A todos nos costaba mucho seguir diciendo gambeta en vez de regate, pero al mismo tiempo sabíamos que era nuestra trinchera final. Y Messi fue nuestro líder en esa batalla. El chico aquel que no hablaba, nos mantenía viva la forma de hablar.
Así que, de repente, ya no solo disfrutábamos al mejor jugador que habíamos visto en la vida, sino que también vigilábamos que no se le escapara un modismo español en ninguna entrevista.
Además de sus goles, celebrábamos que, en el vestuario, siempre tuviera el termo y el mate. De repente era el humano más famoso de Barcelona pero, igual que nosotros, nunca dejaba de ser un argentino en otra parte.
Su bandera argentina en los festejos de cada copa europea. Su desplante cuando fue a los Juegos Olímpicos a ganar el oro para Argentina sin permiso de su club. Sus navidades siempre en Rosario, a pesar de que tenía que jugar en enero en el Camp Nou. Todo lo que hacía era un guiño para nosotros, para los que, en el año 2000, habíamos llegado con él a Barcelona.
Es difícil explicar cuánto nos alegró la vida a los que vivíamos lejos de casa. Cómo nos sacó del hastío de una sociedad monótona y nos justificó. De qué manera nos ayudó a no perder la brújula. Messi nos hizo felices de una forma tan serena, y tan natural, y tan nuestra, que cuando empezaron a llegar los insultos desde Argentina no lo podíamos entender.
Pecho frío.
Solamente te importa la plata.
Quedáte allá.
No sentís la camiseta.
Sos gallego, no argentino.
Si alguna vez renunciaste, pensálo otra vez.
Mercenario.
Viví quince años lejos de Argentina, y no se me ocurre pesadilla más espantosa que escuchar voces de desprecio que llegan del lugar que más querés en el mundo.
Ni dolor más insoportable que oír, en la voz de tu hijo, la frase que escuchó Messi de su hijo Thiago: «Papá, ¿por qué te matan en Argentina?».
Se me corta la respiración cuando pienso en esa frase de un chico a un padre. Y sé que una persona corriente terminaría invadida por el rencor.
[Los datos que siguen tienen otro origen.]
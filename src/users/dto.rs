use serde::{Deserialize, Serialize};

use crate::domain::Role;

/// Admin user creation; unlike signup, an explicit role may be supplied.
#[derive(Debug, Deserialize)]
pub struct CreateUserRequest {
    pub name: String,
    pub email: String,
    pub password: String,
    pub address: String,
    pub role: Option<Role>,
}

#[derive(Debug, Deserialize)]
pub struct ChangePasswordRequest {
    pub password: String,
}

/// Row in the admin listing. `rating` is the average for the store a store
/// owner owns, null for everyone else.
#[derive(Debug, Serialize)]
pub struct UserListItem {
    pub id: u64,
    pub name: String,
    pub email: String,
    pub address: String,
    pub role: Role,
    pub rating: Option<f64>,
}

#[derive(Debug, Serialize)]
pub struct CreatedUser {
    pub id: u64,
    pub name: String,
    pub email: String,
    pub address: String,
    pub role: Role,
}

#[derive(Debug, Serialize)]
pub struct MessageResponse {
    pub message: String,
}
Por eso la renuncia de Messi en 2016 a la Selección Argentina fue casi un alivio para nosotros, los inmigrantes. No podíamos verlo sufrir así, porque sabíamos cuánto amaba a su país y los esfuerzos que hacía para no romper el cordón umbilical.
Cuando renunció, fue como si, de repente, Messi hubiera decidido sacar un rato las manos del fuego. No solamente las suyas. A nosotros también nos quemaban esas críticas.
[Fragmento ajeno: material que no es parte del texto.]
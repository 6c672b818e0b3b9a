use serde::{Deserialize, Serialize};

#[derive(Debug, Deserialize)]
pub struct CreateStoreRequest {
    pub name: String,
    pub email: String,
    pub address: String,
}

/// Store row personalized per viewer: `rating` is the shared average,
/// `user_rating` the caller's own score for the store if any.
#[derive(Debug, Serialize)]
#[serde(rename_all = "camelCase")]
pub struct StoreListItem {
    pub id: u64,
    pub name: String,
    pub email: String,
    pub address: String,
    pub rating: f64,
    pub user_rating: Option<u8>,
}

#[derive(Debug, Serialize)]
#[serde(rename_all = "camelCase")]
pub struct CreatedStore {
    pub id: u64,
    pub name: String,
    pub email: String,
    pub address: String,
    pub owner_id: Option<u64>,
}
use axum::{
    extract::{Query, State},
    http::StatusCode,
    routing::get,
    Json, Router,
};
use tracing::{info, instrument};

use crate::{
    auth::jwt::AuthUser,
    domain::{NewStore, Role, StoreFilter},
    error::ApiError,
    state::AppState,
};

use super::dto::{CreateStoreRequest, CreatedStore, StoreListItem};

pub fn store_routes() -> Router<AppState> {
    Router::new().route("/stores", get(list_stores).post(create_store))
}

#[instrument(skip(state))]
pub async fn list_stores(
    State(state): State<AppState>,
    AuthUser(identity): AuthUser,
    Query(filter): Query<StoreFilter>,
) -> Result<Json<Vec<StoreListItem>>, ApiError> {
    // Any authenticated role may browse stores. Averages and the caller's
    // own ratings come from one snapshot.
    let items = state
        .db
        .list_stores_for(identity.id, &filter)
        .into_iter()
        .map(|l| StoreListItem {
            id: l.store.id,
            name: l.store.name,
            email: l.store.email,
            address: l.store.address,
            rating: l.average,
            user_rating: l.viewer_rating,
        })
        .collect();
    Ok(Json(items))
}

#[instrument(skip(state, payload))]
pub async fn create_store(
    State(state): State<AppState>,
    AuthUser(identity): AuthUser,
    Json(payload): Json<CreateStoreRequest>,
) -> Result<(StatusCode, Json<CreatedStore>), ApiError> {
    identity.require_role(&[Role::Admin])?;

    let store = state.db.create_store(NewStore {
        name: payload.name,
        email: payload.email,
        address: payload.address,
    })?;

    info!(store_id = store.id, "store created by admin");
    Ok((
        StatusCode::CREATED,
        Json(CreatedStore {
            id: store.id,
            name: store.name,
            email: store.email,
            address: store.address,
            owner_id: store.owner_id,
        }),
    ))
}

#[cfg(test)]
mod tests {
    use super::*;
    use crate::auth::jwt::Identity;

    fn identity(id: u64, role: Role) -> Identity {
        Identity {
            id,
            email: format!("user{id}@example.com"),
            role,
        }
    }

    #[tokio::test]
    async fn create_store_is_admin_only() {
        let state = AppState::fake();
        let err = create_store(
            State(state),
            AuthUser(identity(3, Role::Normal)),
            Json(CreateStoreRequest {
                name: "Fresh Grocery".into(),
                email: "fresh@example.com".into(),
                address: "456 Store Avenue".into(),
            }),
        )
        .await
        .unwrap_err();
        assert!(matches!(err, ApiError::InsufficientPermission));
    }

    #[tokio::test]
    async fn created_store_starts_unassigned() {
        let state = AppState::fake();
        let (status, Json(store)) = create_store(
            State(state),
            AuthUser(identity(1, Role::Admin)),
            Json(CreateStoreRequest {
                name: "Fresh Grocery".into(),
                email: "fresh@example.com".into(),
                address: "456 Store Avenue".into(),
            }),
        )
        .await
        .expect("create");
        assert_eq!(status, StatusCode::CREATED);
        assert_eq!(store.owner_id, None);
    }

    #[tokio::test]
    async fn list_is_personalized_per_viewer() {
        let state = AppState::fake();
        let store = state
            .db
            .create_store(NewStore {
                name: "Fresh Grocery".into(),
                email: "fresh@example.com".into(),
                address: "456 Store Avenue".into(),
            })
            .expect("store");
        state.db.upsert_rating(10, store.id, 2).expect("rating");
        state.db.upsert_rating(11, store.id, 4).expect("rating");

        let Json(for_first) = list_stores(
            State(state.clone()),
            AuthUser(identity(10, Role::Normal)),
            Query(StoreFilter::default()),
        )
        .await
        .expect("list");
        let Json(for_second) = list_stores(
            State(state),
            AuthUser(identity(11, Role::Normal)),
            Query(StoreFilter::default()),
        )
        .await
        .expect("list");

        // Shared average, per-caller own rating.
        assert_eq!(for_first[0].rating, 3.0);
        assert_eq!(for_second[0].rating, 3.0);
        assert_eq!(for_first[0].user_rating, Some(2));
        assert_eq!(for_second[0].user_rating, Some(4));
    }

    #[tokio::test]
    async fn unrated_viewer_sees_null_user_rating() {
        let state = AppState::fake();
        state
            .db
            .create_store(NewStore {
                name: "Electronics Hub".into(),
                email: "hub@example.com".into(),
                address: "321 Tech Boulevard".into(),
            })
            .expect("store");

        let Json(items) = list_stores(
            State(state),
            AuthUser(identity(99, Role::StoreOwner)),
            Query(StoreFilter::default()),
        )
        .await
        .expect("list");
        assert_eq!(items[0].rating, 0.0);
        assert_eq!(items[0].user_rating, None);
    }
}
Ahí ocurre, creo yo, el hecho más insólito del fútbol moderno: la tarde de 2016 en que Lionel se cansó de los insultos y decidió renunciar, un chico de quince años le escribió una carta por Facebook que terminaba diciendo: «Pensá en quedarte. Pero quedate para divertirte, que es lo que esta gente te quiere quitar». Siete años después, Enzo Fernández, el autor de la carta, resultó el jugador revelación del Mundial de Lionel Messi.
Messi volvió a la Selección (lo dijo él mismo) para que esos chicos que le mandaban cartas no creyeran que rendirse era una opción en la vida.
Y al volver, ganó todo lo que le faltaba y cerró las bocas de sus detractores. Aunque algunos lo encontraron «por primera vez vulgar» frente a un micrófono. Fue cuando dijo: «Qué mirá’, bobo, andá payá». Para nosotros, los que vigilamos su acento durante quince años, fue una frase perfecta, porque se comió todas las eses y su yeísmo sigue intacto.
Nos alegra confirmar que sigue siendo el mismo que nos ayudó a ser felices cuando estábamos lejos.
Ahora algunos inmigrantes ya volvimos; otros se quedaron. Y todos disfrutamos ver a Messi volver a casa con la Copa del Mundo en su valija sin guardar. Esta historia épica no hubiera ocurrido nunca, si el Lionel de quince años hubiera escondido su valija en el ropero. Si de chico hubiera sucumbido al «vale» y al «hostia, tío». Pero nunca equivocó su acento ni olvidó su lugar en el mundo.
Por eso la Humanidad entera deseaba el triunfo Lionel con tanta fuerza. Nunca nadie había visto, en la cima del mundo, a un hombre sencillo.
Y ayer, como cada año, Messi volvió de Europa para pasar la Navidad con su familia en Rosario, para saludar a sus vecinos. Sus costumbres no cambian.
Lo único que cambia es lo que nos trajo en la valija.